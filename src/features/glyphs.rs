//! Heading glyph choreography.
//!
//! Entry: glyphs start on a semi-circle in the x/z plane, rotated to face
//! center, and fly to rest along a curved two-keyframe path — a one-shot
//! clip that fires when the landing section scrolls into view. Scatter:
//! as the landing section scrolls out, the non-name glyphs drift
//! horizontally with alternating direction and roll, scrubbed to scroll.

use rand::rngs::StdRng;
use rand::Rng;

use crate::config::GlyphsConfig;
use crate::features::{anchors, Choreography};
use crate::gfx::anim::{lerp, Ease};
use crate::registry::EntityId;
use crate::timeline::phase::{phase_local, EvalCtx, Phase, PhaseEval};
use crate::timeline::{ScrollMarker, ScrubMode, Timeline, Trigger};

/// Semi-circle radius, logical px.
const SPHERE_RADIUS: f32 = 600.0;
/// Per-glyph flight time within the entry clip, seconds.
const GLYPH_FLIGHT_S: f32 = 1.2;
/// Entry stagger between glyphs, seconds.
const GLYPH_STAGGER_S: f32 = 0.04;

pub struct Glyphs {
    cfg: GlyphsConfig,
}

impl Glyphs {
    pub fn new(cfg: GlyphsConfig) -> Self {
        Self { cfg }
    }

    fn is_name_glyph(&self, index: usize) -> bool {
        index >= self.cfg.name_start && index < self.cfg.name_end
    }
}

impl Choreography for Glyphs {
    fn name(&self) -> &'static str {
        "glyphs"
    }

    fn required_entities(&self) -> Vec<EntityId> {
        (0..self.cfg.count).map(EntityId::glyph).collect()
    }

    fn required_anchors(&self) -> Vec<String> {
        vec![anchors::LANDING.to_string()]
    }

    fn build(&self, rng: &mut StdRng) -> Vec<Timeline> {
        // Scatter binds first: while the entry clip is still playing its
        // writes land later in the frame and win; once it settles the
        // scatter owns the glyphs.
        vec![self.scatter_timeline(rng), self.entry_timeline()]
    }
}

impl Glyphs {
    fn entry_timeline(&self) -> Timeline {
        let n = self.cfg.count;
        let total = GLYPH_FLIGHT_S + GLYPH_STAGGER_S * n.saturating_sub(1) as f32;
        let trigger = Trigger::new(
            ScrollMarker::new(anchors::LANDING, 0.0, 0.8),
            ScrollMarker::new(anchors::LANDING, 0.0, 0.5),
            ScrubMode::OneShot(total),
        );
        let eval = SphereEntry {
            count: n,
            window: GLYPH_FLIGHT_S / total,
            stagger: GLYPH_STAGGER_S / total,
        };
        Timeline::new(
            "glyph-entry",
            trigger,
            vec![Phase::custom(0.0, 1.0, Box::new(eval))],
        )
    }

    fn scatter_timeline(&self, rng: &mut StdRng) -> Timeline {
        let trigger = Trigger::new(
            ScrollMarker::top_top(anchors::LANDING),
            ScrollMarker::bottom_top(anchors::LANDING),
            ScrubMode::Scrub,
        );
        // Alternate direction per scatter glyph; random throw distance.
        // The name glyphs stay put.
        let mut glyphs = Vec::new();
        let mut scatter_index = 0usize;
        for index in 0..self.cfg.count {
            if self.is_name_glyph(index) {
                continue;
            }
            let direction = if scatter_index % 2 == 0 { -1.0 } else { 1.0 };
            glyphs.push(ScatterGlyph {
                id: EntityId::glyph(index),
                amplitude: rng.gen_range(200.0..500.0) * direction,
                roll: direction * 45f32.to_radians(),
            });
            scatter_index += 1;
        }
        Timeline::new(
            "glyph-scatter",
            trigger,
            vec![Phase::custom(0.0, 1.0, Box::new(Scatter { glyphs }))],
        )
    }
}

/// Per-glyph state for the entry flight, derived from its slot on the
/// semi-circle.
struct SphereSlot {
    x: f32,
    z: f32,
    rot_y: f32,
}

fn sphere_slot(index: usize, count: usize) -> SphereSlot {
    let denom = count.saturating_sub(1).max(1) as f32;
    let angle = (index as f32 / denom) * std::f32::consts::PI;
    SphereSlot {
        x: SPHERE_RADIUS * angle.cos(),
        z: SPHERE_RADIUS * angle.sin(),
        rot_y: angle - std::f32::consts::FRAC_PI_2,
    }
}

struct SphereEntry {
    count: usize,
    /// Per-glyph flight window as a fraction of the clip.
    window: f32,
    stagger: f32,
}

impl PhaseEval for SphereEntry {
    fn eval(&mut self, ctx: &mut EvalCtx<'_>, local: f32) {
        for index in 0..self.count {
            let slot = sphere_slot(index, self.count);
            let sub = phase_local(local, self.stagger * index as f32, self.window);

            // Keyframe 1: curve along the semi-circle to the halfway
            // point; keyframe 2: land at rest, fading and scaling in.
            let k1 = Ease::Power2Out.apply(phase_local(sub, 0.0, 0.5));
            let k2 = Ease::Power2Out.apply(phase_local(sub, 0.5, 0.5));

            let (x, z, rot_y) = if sub < 0.5 {
                (
                    lerp(slot.x, slot.x * 0.5, k1),
                    lerp(slot.z, slot.z * 0.5, k1),
                    lerp(slot.rot_y, slot.rot_y * 0.5, k1),
                )
            } else {
                (
                    lerp(slot.x * 0.5, 0.0, k2),
                    lerp(slot.z * 0.5, 0.0, k2),
                    lerp(slot.rot_y * 0.5, 0.0, k2),
                )
            };

            if let Some(transform) = ctx.registry.transform_mut(&EntityId::glyph(index)) {
                transform.position.x = x;
                transform.position.y = 0.0;
                transform.position.z = z;
                transform.rotation.y = rot_y;
                transform.opacity = lerp(0.0, 1.0, k2);
                let scale = lerp(0.4, 1.0, k2);
                transform.scale.x = scale;
                transform.scale.y = scale;
                transform.scale.z = scale;
            }
        }
    }
}

struct ScatterGlyph {
    id: EntityId,
    amplitude: f32,
    roll: f32,
}

struct Scatter {
    glyphs: Vec<ScatterGlyph>,
}

impl PhaseEval for Scatter {
    fn eval(&mut self, ctx: &mut EvalCtx<'_>, local: f32) {
        let t = Ease::Power1Out.apply(local);
        for glyph in &self.glyphs {
            if let Some(transform) = ctx.registry.transform_mut(&glyph.id) {
                transform.position.x = glyph.amplitude * t;
                transform.rotation.z = glyph.roll * t;
            }
        }
    }
}

#[cfg(test)]
mod tests {
    use super::*;
    use crate::camera::Camera;
    use crate::config::Config;
    use crate::gfx::math::{Rect, Vec2};
    use crate::registry::{EntityKind, Registry, Transform};
    use crate::timeline::phase::AnchorMap;
    use rand::SeedableRng;

    fn glyphs() -> Glyphs {
        Glyphs::new(Config::default().glyphs)
    }

    fn setup(count: usize) -> (Registry, Camera, AnchorMap) {
        let mut reg = Registry::new();
        for i in 0..count {
            reg.register(EntityId::glyph(i), EntityKind::DomElement, Transform::default())
                .unwrap();
        }
        let mut map = AnchorMap::new();
        map.insert(anchors::LANDING.to_string(), Rect::new(0.0, 0.0, 1280.0, 800.0));
        (reg, Camera::new(5.0, 50.0), map)
    }

    #[test]
    fn sphere_slots_span_the_semicircle() {
        let first = sphere_slot(0, 30);
        let last = sphere_slot(29, 30);
        assert!((first.x - SPHERE_RADIUS).abs() < 1e-3);
        assert!(first.z.abs() < 1e-3);
        assert!((last.x + SPHERE_RADIUS).abs() < 1e-3);
        assert!(last.z.abs() < 1.0);
    }

    #[test]
    fn entry_start_state_is_hidden_on_the_circle() {
        let feature = glyphs();
        let (mut reg, camera, map) = setup(feature.cfg.count);
        let mut eval = SphereEntry {
            count: feature.cfg.count,
            window: 0.5,
            stagger: 0.01,
        };
        let mut ctx = EvalCtx {
            registry: &mut reg,
            camera: &camera,
            viewport: Vec2::new(1280.0, 800.0),
            anchors: &map,
            scroll: 0.0,
        };
        eval.eval(&mut ctx, 0.0);

        let g0 = reg.get(&EntityId::glyph(0)).unwrap().transform;
        assert_eq!(g0.opacity, 0.0);
        assert!((g0.position.x - SPHERE_RADIUS).abs() < 1e-3);
        assert!((g0.scale.x - 0.4).abs() < 1e-6);
    }

    #[test]
    fn entry_finishes_at_rest() {
        let feature = glyphs();
        let (mut reg, camera, map) = setup(feature.cfg.count);
        let mut eval = SphereEntry {
            count: feature.cfg.count,
            window: 0.5,
            stagger: 0.01,
        };
        let mut ctx = EvalCtx {
            registry: &mut reg,
            camera: &camera,
            viewport: Vec2::new(1280.0, 800.0),
            anchors: &map,
            scroll: 0.0,
        };
        eval.eval(&mut ctx, 1.0);

        for i in 0..feature.cfg.count {
            let t = reg.get(&EntityId::glyph(i)).unwrap().transform;
            assert!(t.position.x.abs() < 1e-3, "glyph {i} x = {}", t.position.x);
            assert!(t.position.z.abs() < 1e-3);
            assert_eq!(t.opacity, 1.0);
            assert!((t.scale.x - 1.0).abs() < 1e-6);
        }
    }

    #[test]
    fn scatter_skips_name_glyphs() {
        let feature = glyphs();
        let mut rng = StdRng::seed_from_u64(42);
        let timelines = feature.build(&mut rng);
        assert_eq!(timelines[0].name(), "glyph-scatter");
        assert_eq!(timelines[1].name(), "glyph-entry");

        let (mut reg, camera, map) = setup(feature.cfg.count);
        let mut scatter = Scatter {
            glyphs: {
                let mut rng = StdRng::seed_from_u64(42);
                let mut v = Vec::new();
                let mut si = 0usize;
                for i in 0..feature.cfg.count {
                    if feature.is_name_glyph(i) {
                        continue;
                    }
                    let dir = if si % 2 == 0 { -1.0 } else { 1.0 };
                    v.push(ScatterGlyph {
                        id: EntityId::glyph(i),
                        amplitude: rng.gen_range(200.0..500.0) * dir,
                        roll: dir * 45f32.to_radians(),
                    });
                    si += 1;
                }
                v
            },
        };
        let mut ctx = EvalCtx {
            registry: &mut reg,
            camera: &camera,
            viewport: Vec2::new(1280.0, 800.0),
            anchors: &map,
            scroll: 0.0,
        };
        scatter.eval(&mut ctx, 1.0);

        // Name glyphs untouched, others thrown 200..500 px
        for i in 0..feature.cfg.count {
            let t = reg.get(&EntityId::glyph(i)).unwrap().transform;
            if feature.is_name_glyph(i) {
                assert_eq!(t.position.x, 0.0);
            } else {
                let a = t.position.x.abs();
                assert!((200.0..500.0).contains(&a), "glyph {i} amplitude {a}");
            }
        }
    }

    #[test]
    fn scatter_is_reversible_to_origin() {
        let feature = glyphs();
        let (mut reg, camera, map) = setup(feature.cfg.count);
        let mut scatter = Scatter {
            glyphs: vec![ScatterGlyph {
                id: EntityId::glyph(0),
                amplitude: -300.0,
                roll: -0.5,
            }],
        };
        let mut ctx = EvalCtx {
            registry: &mut reg,
            camera: &camera,
            viewport: Vec2::new(1280.0, 800.0),
            anchors: &map,
            scroll: 0.0,
        };
        scatter.eval(&mut ctx, 0.7);
        scatter.eval(&mut ctx, 0.0);
        let t = reg.get(&EntityId::glyph(0)).unwrap().transform;
        assert_eq!(t.position.x, 0.0);
        assert_eq!(t.rotation.z, 0.0);
    }
}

_Work to complete_.
Copy out, from the data above, every line holding the word "last".

_Expected output_.
        let last = sphere_slot(29, 30);
        assert!((last.x + SPHERE_RADIUS).abs() < 1e-3);
        assert!(last.z.abs() < 1.0);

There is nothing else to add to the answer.